Olivier Theyskens has built an enviable reputation on romance. Edwardian-inflected hook-and-eye closures, frissons of lace, graceful gowns, and the perfect line have been leitmotifs of his work since the late ’90s, when he started his eponymous label in Paris. What have perhaps not been so closely associated with his sophisticated vision of femininity are sequins.
“I love the possibility to play with things I was more shy with in the past: paillettes, crystals, sequins,” he said, in a preview at the house’s head office in the eighth arrondissement. “That’s a typical Azzaro thing, and I am discovering how beautiful it can be.” Part of that is down to having established a good working relationship with the atelier team. “When you understand the culture, what [the atelier] knows how to do, you can be confident when you do a design, it will be done properly.

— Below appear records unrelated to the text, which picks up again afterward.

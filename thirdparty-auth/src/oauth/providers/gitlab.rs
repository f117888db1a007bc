//! GitLab, discovered from `gitlab.com` or a self-managed instance.

use super::{config_layer, default_oidc_user_info_map, default_scope};
use crate::config::{set_if_empty, ProviderClientConfig};
use crate::error::Error;
use crate::oauth::provider::ProviderLayer;

const DEFAULT_BASE_URL: &str = "https://gitlab.com";

fn apply_defaults(mut config: ProviderClientConfig) -> Result<ProviderClientConfig, Error> {
    set_if_empty(&mut config.name, "Gitlab");
    if config.oidc_discovery_endpoint.is_empty() {
        config.oidc_discovery_endpoint = config
            .additional_config_str("gitlabBaseUrl")
            .unwrap_or(DEFAULT_BASE_URL)
            .to_string();
    }
    default_scope(&mut config, &["openid", "email"]);
    default_oidc_user_info_map(&mut config);
    Ok(config)
}

pub(crate) fn layer() -> ProviderLayer {
    config_layer(apply_defaults)
}
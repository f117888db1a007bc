//! The third-party sign-in recipe: the entry point a backend embeds.
//!
//! `ThirdParty` holds the statically declared providers and resolves, per
//! request, the provider for a third-party id with the tenant's core
//! configuration merged in.

use std::collections::HashSet;
use std::sync::Arc;

use log::{debug, info};

use crate::config::merge_static_and_core;
use crate::error::{config_error, ConfigErrorKind, Error};
use crate::http::HttpClient;
use crate::oauth::{
    create_provider, AuthorisationRedirect, EngineContext, JwksCache, Provider, ProviderInput,
    ProviderKind, RedirectUriInfo, UserInfo,
};
use crate::querier::CoreQuerier;

pub struct ThirdParty {
    providers: Vec<ProviderInput>,
    querier: Arc<dyn CoreQuerier>,
    ctx: EngineContext,
}

impl ThirdParty {
    /// Validate the static providers and build the recipe.
    ///
    /// Every third-party id must resolve to a known provider kind and appear
    /// only once.
    pub fn new(
        providers: Vec<ProviderInput>,
        querier: Arc<dyn CoreQuerier>,
        http: HttpClient,
    ) -> Result<Self, Error> {
        let mut seen = HashSet::new();
        for input in &providers {
            let third_party_id = &input.config.third_party_id;
            ProviderKind::from_third_party_id(third_party_id)?;
            if !seen.insert(third_party_id.clone()) {
                return Err(config_error(
                    ConfigErrorKind::InvalidValue,
                    &format!("The providers array has multiple entries for {}", third_party_id),
                ));
            }
        }

        Ok(Self {
            providers,
            querier,
            ctx: EngineContext::new(http),
        })
    }

    /// Share a JWKS cache with other engines or use a custom TTL.
    pub fn with_jwks_cache(mut self, jwks: Arc<JwksCache>) -> Self {
        self.ctx = self.ctx.with_jwks_cache(jwks);
        self
    }

    /// Build the provider for `third_party_id`, merged with the tenant's core
    /// configuration when a tenant is given.
    pub async fn get_provider(
        &self,
        third_party_id: &str,
        tenant_id: Option<&str>,
    ) -> Result<Provider, Error> {
        let merged;
        let inputs = match tenant_id {
            Some(tenant_id) => {
                let core_configs = self.querier.fetch_tenant_provider_configs(tenant_id).await?;
                debug!(
                    "Tenant {} has {} provider configs in core",
                    tenant_id,
                    core_configs.len()
                );
                merged = merge_static_and_core(&self.providers, &core_configs);
                &merged
            }
            None => &self.providers,
        };

        let input = inputs
            .iter()
            .find(|input| input.config.third_party_id == third_party_id)
            .ok_or_else(|| {
                config_error(
                    ConfigErrorKind::UnknownProvider,
                    &format!("The provider {} could not be found in the configuration", third_party_id),
                )
            })?;

        Ok(create_provider(input, &self.ctx)?.with_tenant(tenant_id))
    }

    /// First leg: the URL to send the browser to and the PKCE verifier to keep.
    pub async fn get_authorisation_redirect_url(
        &self,
        third_party_id: &str,
        client_type: Option<&str>,
        tenant_id: Option<&str>,
        redirect_uri_on_provider_dashboard: &str,
    ) -> Result<AuthorisationRedirect, Error> {
        let provider = self.get_provider(third_party_id, tenant_id).await?;
        let config = provider.get_config_for_client_type(client_type).await?;

        let redirect = provider
            .get_authorisation_redirect_url(&config, redirect_uri_on_provider_dashboard)
            .await?;
        info!("Built authorisation redirect for {}", third_party_id);
        Ok(redirect)
    }

    /// Second leg: exchange the callback's code and resolve the user.
    pub async fn exchange_and_get_user_info(
        &self,
        third_party_id: &str,
        client_type: Option<&str>,
        tenant_id: Option<&str>,
        redirect_uri_info: RedirectUriInfo,
    ) -> Result<UserInfo, Error> {
        let provider = self.get_provider(third_party_id, tenant_id).await?;
        let config = provider.get_config_for_client_type(client_type).await?;

        let tokens = provider
            .exchange_auth_code_for_oauth_tokens(&config, redirect_uri_info)
            .await?;
        let user_info = provider.get_user_info(&config, tokens).await?;
        info!(
            "Resolved {} user {}",
            third_party_id, user_info.third_party_user_id
        );
        Ok(user_info)
    }
}
//! Google Workspaces: Google restricted to a hosted domain.
//!
//! The `hd` value comes from `additionalConfig.hd`; `*` admits any workspace
//! domain but still requires the claim, which rejects consumer accounts.

use serde_json::Value;

use super::{config_layer, default_param, google};
use crate::config::{set_if_empty, IdTokenPayload, IdTokenPayloadValidator, ProviderClientConfig};
use crate::error::{token_validation_error, Error, TokenValidationErrorKind};
use crate::oauth::provider::ProviderLayer;

const ANY_DOMAIN: &str = "*";

fn apply_defaults(mut config: ProviderClientConfig) -> Result<ProviderClientConfig, Error> {
    set_if_empty(&mut config.name, "Google Workspaces");
    let mut config = google::apply_defaults(config)?;

    let hd = config
        .additional_config_str("hd")
        .unwrap_or(ANY_DOMAIN)
        .to_string();
    default_param(&mut config.authorization_endpoint_query_params, "hd", &hd);

    let configured = config.validate_id_token_payload.take();
    config.validate_id_token_payload = Some(IdTokenPayloadValidator::new(move |payload, config| {
        if let Some(configured) = &configured {
            configured.validate(payload, config)?;
        }
        validate_hosted_domain(payload, config)
    }));

    Ok(config)
}

fn validate_hosted_domain(payload: &IdTokenPayload, config: &ProviderClientConfig) -> Result<(), Error> {
    let expected = config.additional_config_str("hd").unwrap_or(ANY_DOMAIN);
    match payload
        .get("hd")
        .and_then(Value::as_str)
        .filter(|hd| !hd.is_empty())
    {
        None => Err(token_validation_error(
            TokenValidationErrorKind::PayloadRejected,
            "id token has no hd claim",
        )),
        Some(hd) if expected == ANY_DOMAIN || hd == expected => Ok(()),
        Some(hd) => Err(token_validation_error(
            TokenValidationErrorKind::PayloadRejected,
            &format!("hd claim {} does not match {}", hd, expected),
        )),
    }
}

pub(crate) fn layer() -> ProviderLayer {
    config_layer(apply_defaults)
}

#[cfg(test)]
mod tests {
    use super::*;
    use crate::error::ErrorKind;
    use crate::oauth::params::ParamOverride;
    use serde_json::json;

    fn payload(value: Value) -> IdTokenPayload {
        value.as_object().cloned().unwrap()
    }

    fn config_for(hd: Option<&str>) -> ProviderClientConfig {
        let mut config = ProviderClientConfig::default();
        if let Some(hd) = hd {
            config.additional_config.insert("hd".to_string(), hd.into());
        }
        apply_defaults(config).unwrap()
    }

    #[test]
    fn test_inherits_google_defaults_and_sends_hd() {
        let config = config_for(Some("acme.com"));

        assert_eq!(config.name, "Google Workspaces");
        assert_eq!(config.scope, vec!["openid", "email"]);
        assert_eq!(
            config.authorization_endpoint_query_params["hd"],
            ParamOverride::set("acme.com")
        );
    }

    #[test]
    fn test_specific_domain_must_match() {
        let config = config_for(Some("acme.com"));
        let validator = config.validate_id_token_payload.clone().unwrap();

        assert!(validator.validate(&payload(json!({"hd": "acme.com"})), &config).is_ok());
        let err = validator
            .validate(&payload(json!({"hd": "evil.com"})), &config)
            .unwrap_err();
        assert_eq!(
            err.error_kind,
            ErrorKind::TokenValidation(TokenValidationErrorKind::PayloadRejected)
        );
    }

    #[test]
    fn test_wildcard_still_requires_claim() {
        let config = config_for(None);
        let validator = config.validate_id_token_payload.clone().unwrap();

        assert_eq!(config.authorization_endpoint_query_params["hd"], ParamOverride::set("*"));
        assert!(validator.validate(&payload(json!({"hd": "any.org"})), &config).is_ok());
        assert!(validator.validate(&payload(json!({"sub": "1"})), &config).is_err());
    }

    #[test]
    fn test_configured_validator_still_runs() {
        let mut config = ProviderClientConfig::default();
        config.validate_id_token_payload = Some(IdTokenPayloadValidator::new(|_, _| {
            Err(token_validation_error(
                TokenValidationErrorKind::PayloadRejected,
                "custom check",
            ))
        }));
        let config = apply_defaults(config).unwrap();
        let validator = config.validate_id_token_payload.clone().unwrap();

        let err = validator
            .validate(&payload(json!({"hd": "acme.com"})), &config)
            .unwrap_err();
        assert!(err.to_string().contains("custom check"));
    }
}
//! Provider configuration: types, client selection, and static/core merging.

mod merge;
mod resolve;
mod types;

pub use merge::{merge_config, merge_static_and_core};
pub use resolve::select_client;
pub use types::{
    ClientConfig, FakeEmailGenerator, IdTokenPayload, IdTokenPayloadValidator,
    ProviderClientConfig, ProviderConfig, UserInfoMap, UserInfoMapFields,
};

pub(crate) use types::set_if_empty;
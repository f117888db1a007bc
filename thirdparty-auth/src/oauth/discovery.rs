//! OIDC provider discovery via the `.well-known` document.
//!
//! Discovery is advisory: it only fills endpoints that are not configured, and
//! any failure leaves the configuration as it was.

use log::{debug, warn};
use serde::Deserialize;

use crate::config::{set_if_empty, ProviderClientConfig};
use crate::error::{upstream_error, Error, UpstreamErrorKind};
use crate::http::HttpClient;

const WELL_KNOWN_SUFFIX: &str = "/.well-known/openid-configuration";

/// The subset of the discovery document the engine uses.
#[derive(Debug, Clone, Default, Deserialize)]
pub struct OidcConfiguration {
    #[serde(default)]
    pub issuer: Option<String>,
    #[serde(default)]
    pub authorization_endpoint: Option<String>,
    #[serde(default)]
    pub token_endpoint: Option<String>,
    #[serde(default)]
    pub userinfo_endpoint: Option<String>,
    #[serde(default)]
    pub jwks_uri: Option<String>,
}

/// Append the well-known suffix unless the endpoint already ends with it.
pub fn normalise_discovery_endpoint(endpoint: &str) -> String {
    if endpoint.ends_with(WELL_KNOWN_SUFFIX) {
        endpoint.to_string()
    } else {
        format!("{}{}", endpoint.trim_end_matches('/'), WELL_KNOWN_SUFFIX)
    }
}

/// Fetch and parse a discovery document.
pub async fn fetch_oidc_configuration(
    http: &HttpClient,
    endpoint: &str,
) -> Result<OidcConfiguration, Error> {
    let url = normalise_discovery_endpoint(endpoint);
    debug!("Fetching OIDC discovery document from {}", url);

    let response = http.get(&url).send().await?;
    let status = response.status();
    if !status.is_success() {
        return Err(upstream_error(
            UpstreamErrorKind::DiscoveryFailed {
                status: status.as_u16(),
            },
            &format!("Discovery endpoint {} answered {}", url, status),
        ));
    }
    Ok(response.json::<OidcConfiguration>().await?)
}

/// Fill unset endpoints from the discovery document, if one is configured.
pub async fn augment(http: &HttpClient, mut config: ProviderClientConfig) -> ProviderClientConfig {
    if config.oidc_discovery_endpoint.is_empty() {
        return config;
    }
    let nothing_to_fill = !config.authorization_endpoint.is_empty()
        && !config.token_endpoint.is_empty()
        && !config.user_info_endpoint.is_empty()
        && !config.jwks_uri.is_empty();
    if nothing_to_fill {
        return config;
    }

    match fetch_oidc_configuration(http, &config.oidc_discovery_endpoint).await {
        Ok(discovered) => {
            let fill = |field: &mut String, value: &Option<String>| {
                if let Some(value) = value {
                    set_if_empty(field, value);
                }
            };
            fill(&mut config.authorization_endpoint, &discovered.authorization_endpoint);
            fill(&mut config.token_endpoint, &discovered.token_endpoint);
            fill(&mut config.user_info_endpoint, &discovered.userinfo_endpoint);
            fill(&mut config.jwks_uri, &discovered.jwks_uri);
        }
        Err(e) => warn!(
            "OIDC discovery failed for {}, using configured endpoints: {}",
            config.third_party_id, e
        ),
    }
    config
}

#[cfg(test)]
mod tests {
    use super::*;
    use crate::error::ErrorKind;
    use crate::http::HttpClientBuilder;
    use mockito::Server;

    fn http() -> HttpClient {
        HttpClientBuilder::new().build().unwrap()
    }

    fn discovery_body(base: &str) -> String {
        serde_json::json!({
            "issuer": base,
            "authorization_endpoint": format!("{base}/authorize"),
            "token_endpoint": format!("{base}/token"),
            "userinfo_endpoint": format!("{base}/userinfo"),
            "jwks_uri": format!("{base}/jwks"),
        })
        .to_string()
    }

    #[test]
    fn test_normalise_discovery_endpoint() {
        assert_eq!(
            normalise_discovery_endpoint("https://accounts.google.com/"),
            "https://accounts.google.com/.well-known/openid-configuration"
        );
        assert_eq!(
            normalise_discovery_endpoint("https://idp.example/.well-known/openid-configuration"),
            "https://idp.example/.well-known/openid-configuration"
        );
    }

    #[tokio::test]
    async fn test_augment_fills_only_missing_endpoints() {
        let mut server = Server::new_async().await;
        let _mock = server
            .mock("GET", "/.well-known/openid-configuration")
            .with_status(200)
            .with_body(discovery_body(&server.url()))
            .create_async()
            .await;

        let config = ProviderClientConfig {
            oidc_discovery_endpoint: server.url(),
            token_endpoint: "https://explicit.example/token".to_string(),
            ..Default::default()
        };

        let config = augment(&http(), config).await;

        assert_eq!(config.authorization_endpoint, format!("{}/authorize", server.url()));
        assert_eq!(config.token_endpoint, "https://explicit.example/token");
        assert_eq!(config.user_info_endpoint, format!("{}/userinfo", server.url()));
        assert_eq!(config.jwks_uri, format!("{}/jwks", server.url()));
    }

    #[tokio::test]
    async fn test_augment_swallows_failures() {
        let mut server = Server::new_async().await;
        let _mock = server
            .mock("GET", "/.well-known/openid-configuration")
            .with_status(500)
            .create_async()
            .await;

        let config = ProviderClientConfig {
            oidc_discovery_endpoint: server.url(),
            token_endpoint: "https://explicit.example/token".to_string(),
            ..Default::default()
        };

        let config = augment(&http(), config).await;

        assert_eq!(config.token_endpoint, "https://explicit.example/token");
        assert!(config.authorization_endpoint.is_empty());
    }

    #[tokio::test]
    async fn test_fetch_non_2xx_is_an_upstream_error() {
        let mut server = Server::new_async().await;
        let _mock = server
            .mock("GET", "/.well-known/openid-configuration")
            .with_status(404)
            .create_async()
            .await;

        let err = fetch_oidc_configuration(&http(), &server.url())
            .await
            .unwrap_err();

        assert_eq!(
            err.error_kind,
            ErrorKind::Upstream(UpstreamErrorKind::DiscoveryFailed { status: 404 })
        );
    }

    #[tokio::test]
    async fn test_augment_without_endpoint_is_a_no_op() {
        let config = augment(&http(), ProviderClientConfig::default()).await;
        assert!(config.authorization_endpoint.is_empty());
    }
}
//! Built-in provider defaults, each a layer over the generic engine.
//!
//! Defaults only fill what the integrator or the core left unset. Providers
//! without a usable OIDC userinfo endpoint replace `get_user_info` with their
//! own REST calls.

use std::sync::Arc;

use super::params::{ParamOverride, ParamOverrides};
use super::provider::ProviderLayer;
use crate::config::ProviderClientConfig;
use crate::error::{config_error, ConfigErrorKind, Error};

pub mod active_directory;
pub mod apple;
pub mod bitbucket;
pub mod boxy_saml;
pub mod discord;
pub mod facebook;
pub mod github;
pub mod gitlab;
pub mod google;
pub mod google_workspaces;
pub mod linkedin;
pub mod okta;
pub mod twitter;

/// A layer that post-processes every resolved config with `f`.
pub(crate) fn config_layer<F>(f: F) -> ProviderLayer
where
    F: Fn(ProviderClientConfig) -> Result<ProviderClientConfig, Error> + Send + Sync + 'static,
{
    let f = Arc::new(f);
    ProviderLayer::new(move |hooks| {
        let f = f.clone();
        hooks.map_config(move |config| f(config))
    })
}

pub(crate) fn default_scope(config: &mut ProviderClientConfig, scope: &[&str]) {
    if config.scope.is_empty() {
        config.scope = scope.iter().map(|s| s.to_string()).collect();
    }
}

/// Set `key` unless it is already set or explicitly removed.
pub(crate) fn default_param(overrides: &mut ParamOverrides, key: &str, value: &str) {
    let entry = overrides.entry(key.to_string()).or_default();
    if *entry == ParamOverride::Keep {
        *entry = ParamOverride::set(value);
    }
}

/// Standard OIDC claim names for both user info sources.
pub(crate) fn default_oidc_user_info_map(config: &mut ProviderClientConfig) {
    config
        .user_info_map
        .from_id_token_payload
        .or_defaults("sub", "email", "email_verified");
    config
        .user_info_map
        .from_user_info_api
        .or_defaults("sub", "email", "email_verified");
}

pub(crate) fn required_additional_config<'a>(
    config: &'a ProviderClientConfig,
    key: &str,
    provider_name: &str,
) -> Result<&'a str, Error> {
    config.additional_config_str(key).ok_or_else(|| {
        config_error(
            ConfigErrorKind::InvalidValue,
            &format!(
                "Please provide the {} in the additionalConfig of the {} provider.",
                key, provider_name
            ),
        )
    })
}
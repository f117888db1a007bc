//! GitHub.
//!
//! GitHub issues no ID token. User info is `/user` plus `/user/emails`,
//! combined as `{"user": ..., "emails": [...]}` with the primary email first.

use serde_json::{Map, Value};

use super::{config_layer, default_scope};
use crate::config::{set_if_empty, ProviderClientConfig};
use crate::error::Error;
use crate::http::HttpClient;
use crate::oauth::engine::EngineContext;
use crate::oauth::params::Params;
use crate::oauth::provider::ProviderLayer;
use crate::oauth::types::{OAuthTokens, RawUserInfo, UserInfo};
use crate::oauth::user_info::{bearer_headers, get_json, map_user_info, require_access_token};

const AUTHORIZATION_ENDPOINT: &str = "https://github.com/login/oauth/authorize";
const TOKEN_ENDPOINT: &str = "https://github.com/login/oauth/access_token";
const USER_INFO_ENDPOINT: &str = "https://api.github.com/user";

fn apply_defaults(mut config: ProviderClientConfig) -> Result<ProviderClientConfig, Error> {
    set_if_empty(&mut config.name, "Github");
    set_if_empty(&mut config.authorization_endpoint, AUTHORIZATION_ENDPOINT);
    set_if_empty(&mut config.token_endpoint, TOKEN_ENDPOINT);
    set_if_empty(&mut config.user_info_endpoint, USER_INFO_ENDPOINT);
    default_scope(&mut config, &["read:user", "user:email"]);
    config
        .user_info_map
        .from_user_info_api
        .or_defaults("user.id", "emails.0.email", "emails.0.verified");
    Ok(config)
}

async fn get_user_info(
    http: &HttpClient,
    config: &ProviderClientConfig,
    tokens: &OAuthTokens,
) -> Result<UserInfo, Error> {
    let access_token = require_access_token(tokens)?;
    let mut headers = bearer_headers(access_token);
    headers.insert(
        "Accept".to_string(),
        "application/vnd.github+json".to_string(),
    );

    let user = get_json(http, &config.user_info_endpoint, &headers, &Params::new()).await?;
    let emails_url = format!("{}/emails", config.user_info_endpoint.trim_end_matches('/'));
    let emails = get_json(http, &emails_url, &headers, &Params::new()).await?;

    let mut raw = Map::new();
    raw.insert("user".to_string(), user);
    raw.insert("emails".to_string(), primary_first(emails, "primary"));

    map_user_info(
        config,
        RawUserInfo {
            from_id_token_payload: None,
            from_user_info_api: Some(raw),
        },
    )
}

/// Move the entry flagged `primary_key` to the front of an email list.
pub(crate) fn primary_first(emails: Value, primary_key: &str) -> Value {
    match emails {
        Value::Array(mut items) => {
            if let Some(index) = items
                .iter()
                .position(|item| item.get(primary_key).and_then(Value::as_bool) == Some(true))
            {
                let primary = items.remove(index);
                items.insert(0, primary);
            }
            Value::Array(items)
        }
        other => other,
    }
}

pub(crate) fn layer(ctx: EngineContext) -> ProviderLayer {
    let defaults = config_layer(apply_defaults);
    ProviderLayer::new(move |hooks| {
        let http = ctx.http.clone();
        defaults.apply(hooks).with_get_user_info(move |config, tokens| {
            let http = http.clone();
            async move { get_user_info(&http, &config, &tokens).await }
        })
    })
}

Fluidity was the watchword for the season, and it permeated the metallic-flecked knitted tunic-and-trouser combinations and louche, sheeny suits in moody shades of gray, caramel, and Russian blue. Most memorable were the floor-length evening dresses, cut to expose the back, their skirts left long and dramatic, some with deep Vs at the neck and barely-there straps trimmed with crystals.
Despite these COVID-stricken months of scaled back red-carpet events, he’s found particular success with menswear, which is appealing to an increasingly flamboyant client. Highlights included a spangled take on a pinstriped suit, the stripes picked out in silver sequins; and a black paillette-strewn two-piece suit paired with a liquid vinyl roll-neck.